Erskineville residents seek to delay redevelopment of Swanson Hotel
Concept images reveal the redesign of the 88-year-old Swanson Hotel. Image: Sydney Architecture Studio

Erskineville residents seek to delay redevelopment of Swanson Hotel

Residents in Sydney’s Erskineville are seeking an interim heritage order on the Swanson Hotel, after its owners lodged plans to redevelop the upper levels into apartments.

The pub, which has been closed since mid 2017, will be retained on the ground floor and basement, with the owners of the Newtown bar Gurdys to operate the venue when it reopens.

Developer Eastern Property Alliance, led by KPMG investment banker Jon Adgemis, has proposed to convert the existing first floor and build three new levels for residential use. The $2.9-million redevelopment will yield a five-storey, mixed-use building with 10 apartments.

A side view of the proposed Swanson Hotel redevelopment. Image: Sydney Architecture Studio A side view of the proposed Swanson Hotel redevelopment. Image: Sydney Architecture Studio

But the community wants an interim heritage order placed on the site, which is not heritage-listed. An interim heritage order buys 12 months of protection time for the building to undergo a full heritage assessment.

City of Sydney councillor Linda Scott confirmed that she had “requested City staff explore the possibility of seeking an interim heritage order”.

Local resident Isabel McIntosh, who is on the Friends of Erskineville committee, said she and other community members are concerned about the loss of heritage value caused by the redevelopment.

“Sydney has to protect its network of art deco buildings still visible across its suburbs,” she said.

The resident also pointed out that the modified building would be inconsistent with the surrounding properties.

“It is a high profile corner site and the development would also be significantly higher than anything else in local vicinity,” she said.

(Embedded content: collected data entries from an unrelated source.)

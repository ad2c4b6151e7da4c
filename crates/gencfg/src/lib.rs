/*
 * lib.rs
 * Copyright (c) 2025 Posit, PBC
 */

//! # gencfg
//!
//! Configuration generation from YAML templates.
//!
//! [`process`] expands the string values of a YAML document that contain
//! `{{ ... }}` expressions and re-types the results, so a template like
//!
//! ```yaml
//! server:
//!   data_dir: "{{ joinPath(ProjectDir, 'data') }}"
//!   port: "{{ freeLocalPort() }}"
//! ```
//!
//! becomes a concrete configuration with a string path and an integer port.
//! Everything that is not a template is written back as it was.
//!
//! The [`sanitize`] module cleans up configuration records after they have
//! been decoded, driven by `#[gencfg("...")]` field attributes.
//!
//! ## Template context
//!
//! Expressions see the fields of [`Values`] (`Name`, `ProjectDir`,
//! `Arguments`, `Hostname`, `IPv4`, `Containerized`, `Testing`, `CPUs`,
//! `ARCH`, `OS`) and, besides the minijinja built-ins, the functions
//! `joinPath(segments...)`, `freeLocalPort()` and the integer helpers
//! `add`, `sub`, `mul`, `div` and `mod`. Expressions use Jinja syntax, so
//! a call is written `add(1, 2)` and a variable `ProjectDir`.

// Lets the derive's `::gencfg::` paths resolve inside this crate too.
extern crate self as gencfg;

mod environment;
mod error;
mod expand;
mod host;
mod options;
pub mod paths;
mod ports;
mod process;
pub mod sanitize;

pub use environment::Values;
pub use error::{Error, Result, SanitizeError};
pub use expand::expand_field;
pub use host::{HostProbe, NativeHost, StaticHost};
pub use options::ProcessingOptions;
pub use ports::{MAX_ATTEMPTS, PortAllocator};
pub use process::process;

“(It would) create a very damaging precedent for future development on this side of Harry Noble park for a contribution of just 10 dwellings.”

The former Kurrajong Hotel has not been significantly altered from its original facade. Photo: Supplied The former Kurrajong Hotel has not been significantly altered since 1939. Photo: Supplied

Sydney Architecture Studio director Ken McBryde, the architect working on the Swanson Hotel project, said he aimed to restore “a kind of community pub feel on the ground floor”.

“The design vision is to reinvigorate what has been a struggling community building and bring it back to a contemporary relevance in the community,” he said.

“In addition to that, the basement will be opened up, at the moment it’s full of rats and kegs and compressors and stuff. Part of our design brief is to reinstate the ground floor pub and the basement into accessible spaces for the community.”

There was a need to reactivate the pub and turn it into a place where people would see as a destination, Mr McBryde said.

“Our architects wouldn’t get to refurbish old pubs if they were doing really well. This one isn’t, it’s struggling,” he said.

He added that they had made sure to retain in the plans as much of the existing fabric as possible, including the external façade, parapet and internal features of the ground floor pub.

“Everything from the decorative glass to the existing lighting fixtures came into consideration,” he said.

“Preserving this and the entire existing ground floor, pushes the height of the shop-top residential insert, higher than it otherwise would be.”

He said many residents wrongly believed the pub would be removed.

“The DA (development application) we put in for the upper levels, not the ground floor and the basement so the only things people have seen is the residential (part). It’s just a separate piece of work so it’s a separate DA,” he said.

Simon Quinn, from Eastern Property Alliance, said the pub could start trading as early as August as the site already has a liquor license.

Built in the 1930s, the Swanson Hotel, formally known as Kurrajong Hotel, was originally owned by Tooth and Company, a major beer brewer in NSW up until the 1980s.

The hotel’s appearance has not changed since it first opened in 1939.

Historic pubs with development potential have been targeted by developers in recent years. The Alexandria Hotel in Sydney’s inner south had also been earmarked for demolition and residential development in 2015 but was granted an interim heritage order, before Justin Hemmes bought it for $10 million in 2016.